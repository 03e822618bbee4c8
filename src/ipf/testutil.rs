//! Hand-built archives for tests that need malformed local headers.

use byteorder::{LittleEndian, WriteBytesExt};
use std::path::{Path, PathBuf};

use super::structures::{CDFH_SIGNATURE, EndOfCentralDirectory, LFH_SIGNATURE};

/// Stored-method archive builder.
///
/// Each entry's local header declares whatever name length the test asks for,
/// while its directory record carries a dummy name.
pub(crate) struct RawArchive {
    data: Vec<u8>,
    directory: Vec<u8>,
    count: u16,
}

impl RawArchive {
    pub(crate) fn new() -> Self {
        Self {
            data: Vec::new(),
            directory: Vec::new(),
            count: 0,
        }
    }

    pub(crate) fn push(&mut self, declared_name_len: u16, name: &[u8], payload: &[u8]) {
        let offset = self.data.len() as u32;
        let crc = crc32fast::hash(payload);

        let h = &mut self.data;
        h.extend_from_slice(LFH_SIGNATURE);
        h.write_u16::<LittleEndian>(20).unwrap();
        h.write_u16::<LittleEndian>(0).unwrap();
        h.write_u16::<LittleEndian>(0).unwrap();
        h.write_u32::<LittleEndian>(0).unwrap();
        h.write_u32::<LittleEndian>(crc).unwrap();
        h.write_u32::<LittleEndian>(payload.len() as u32).unwrap();
        h.write_u32::<LittleEndian>(payload.len() as u32).unwrap();
        h.write_u16::<LittleEndian>(declared_name_len).unwrap();
        h.write_u16::<LittleEndian>(0).unwrap();
        h.extend_from_slice(name);
        h.extend_from_slice(payload);

        let d = &mut self.directory;
        d.extend_from_slice(CDFH_SIGNATURE);
        d.write_u16::<LittleEndian>(20).unwrap();
        d.write_u16::<LittleEndian>(20).unwrap();
        d.write_u16::<LittleEndian>(0).unwrap();
        d.write_u16::<LittleEndian>(0).unwrap();
        d.write_u32::<LittleEndian>(0).unwrap();
        d.write_u32::<LittleEndian>(crc).unwrap();
        d.write_u32::<LittleEndian>(payload.len() as u32).unwrap();
        d.write_u32::<LittleEndian>(payload.len() as u32).unwrap();
        d.write_u16::<LittleEndian>(3).unwrap();
        d.write_u16::<LittleEndian>(0).unwrap();
        d.write_u16::<LittleEndian>(0).unwrap();
        d.write_u16::<LittleEndian>(0).unwrap();
        d.write_u16::<LittleEndian>(0).unwrap();
        d.write_u32::<LittleEndian>(0).unwrap();
        d.write_u32::<LittleEndian>(offset).unwrap();
        d.extend_from_slice(b"zzz");
        self.count += 1;
    }

    pub(crate) fn finish(mut self) -> Vec<u8> {
        let cd_offset = self.data.len() as u32;
        self.data.extend_from_slice(&self.directory);
        EndOfCentralDirectory {
            disk_entries: self.count,
            total_entries: self.count,
            cd_size: self.directory.len() as u32,
            cd_offset,
            ..Default::default()
        }
        .write_to(&mut self.data)
        .unwrap();
        self.data
    }

    pub(crate) fn write(self, dir: &Path, name: &str) -> PathBuf {
        let path = dir.join(name);
        std::fs::write(&path, self.finish()).unwrap();
        path
    }
}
⁂
YOUR ASSIGNMENT
Write out the material above exactly and in full.

OUTPUT FOR THIS EXERCISE
repository 03e822618bbee4c8
filename src/ipf/testutil.rs
//! Hand-built archives for tests that need malformed local headers.

use byteorder::{LittleEndian, WriteBytesExt};
use std::path::{Path, PathBuf};

use super::structures::{CDFH_SIGNATURE, EndOfCentralDirectory, LFH_SIGNATURE};

/// Stored-method archive builder.
///
/// Each entry's local header declares whatever name length the test asks for,
/// while its directory record carries a dummy name.
pub(crate) struct RawArchive {
    data: Vec<u8>,
    directory: Vec<u8>,
    count: u16,
}

impl RawArchive {
    pub(crate) fn new() -> Self {
        Self {
            data: Vec::new(),
            directory: Vec::new(),
            count: 0,
        }
    }

    pub(crate) fn push(&mut self, declared_name_len: u16, name: &[u8], payload: &[u8]) {
        let offset = self.data.len() as u32;
        let crc = crc32fast::hash(payload);

        let h = &mut self.data;
        h.extend_from_slice(LFH_SIGNATURE);
        h.write_u16::<LittleEndian>(20).unwrap();
        h.write_u16::<LittleEndian>(0).unwrap();
        h.write_u16::<LittleEndian>(0).unwrap();
        h.write_u32::<LittleEndian>(0).unwrap();
        h.write_u32::<LittleEndian>(crc).unwrap();
        h.write_u32::<LittleEndian>(payload.len() as u32).unwrap();
        h.write_u32::<LittleEndian>(payload.len() as u32).unwrap();
        h.write_u16::<LittleEndian>(declared_name_len).unwrap();
        h.write_u16::<LittleEndian>(0).unwrap();
        h.extend_from_slice(name);
        h.extend_from_slice(payload);

        let d = &mut self.directory;
        d.extend_from_slice(CDFH_SIGNATURE);
        d.write_u16::<LittleEndian>(20).unwrap();
        d.write_u16::<LittleEndian>(20).unwrap();
        d.write_u16::<LittleEndian>(0).unwrap();
        d.write_u16::<LittleEndian>(0).unwrap();
        d.write_u32::<LittleEndian>(0).unwrap();
        d.write_u32::<LittleEndian>(crc).unwrap();
        d.write_u32::<LittleEndian>(payload.len() as u32).unwrap();
        d.write_u32::<LittleEndian>(payload.len() as u32).unwrap();
        d.write_u16::<LittleEndian>(3).unwrap();
        d.write_u16::<LittleEndian>(0).unwrap();
        d.write_u16::<LittleEndian>(0).unwrap();
        d.write_u16::<LittleEndian>(0).unwrap();
        d.write_u16::<LittleEndian>(0).unwrap();
        d.write_u32::<LittleEndian>(0).unwrap();
        d.write_u32::<LittleEndian>(offset).unwrap();
        d.extend_from_slice(b"zzz");
        self.count += 1;
    }

    pub(crate) fn finish(mut self) -> Vec<u8> {
        let cd_offset = self.data.len() as u32;
        self.data.extend_from_slice(&self.directory);
        EndOfCentralDirectory {
            disk_entries: self.count,
            total_entries: self.count,
            cd_size: self.directory.len() as u32,
            cd_offset,
            ..Default::default()
        }
        .write_to(&mut self.data)
        .unwrap();
        self.data
    }

    pub(crate) fn write(self, dir: &Path, name: &str) -> PathBuf {
        let path = dir.join(name);
        std::fs::write(&path, self.finish()).unwrap();
        path
    }
}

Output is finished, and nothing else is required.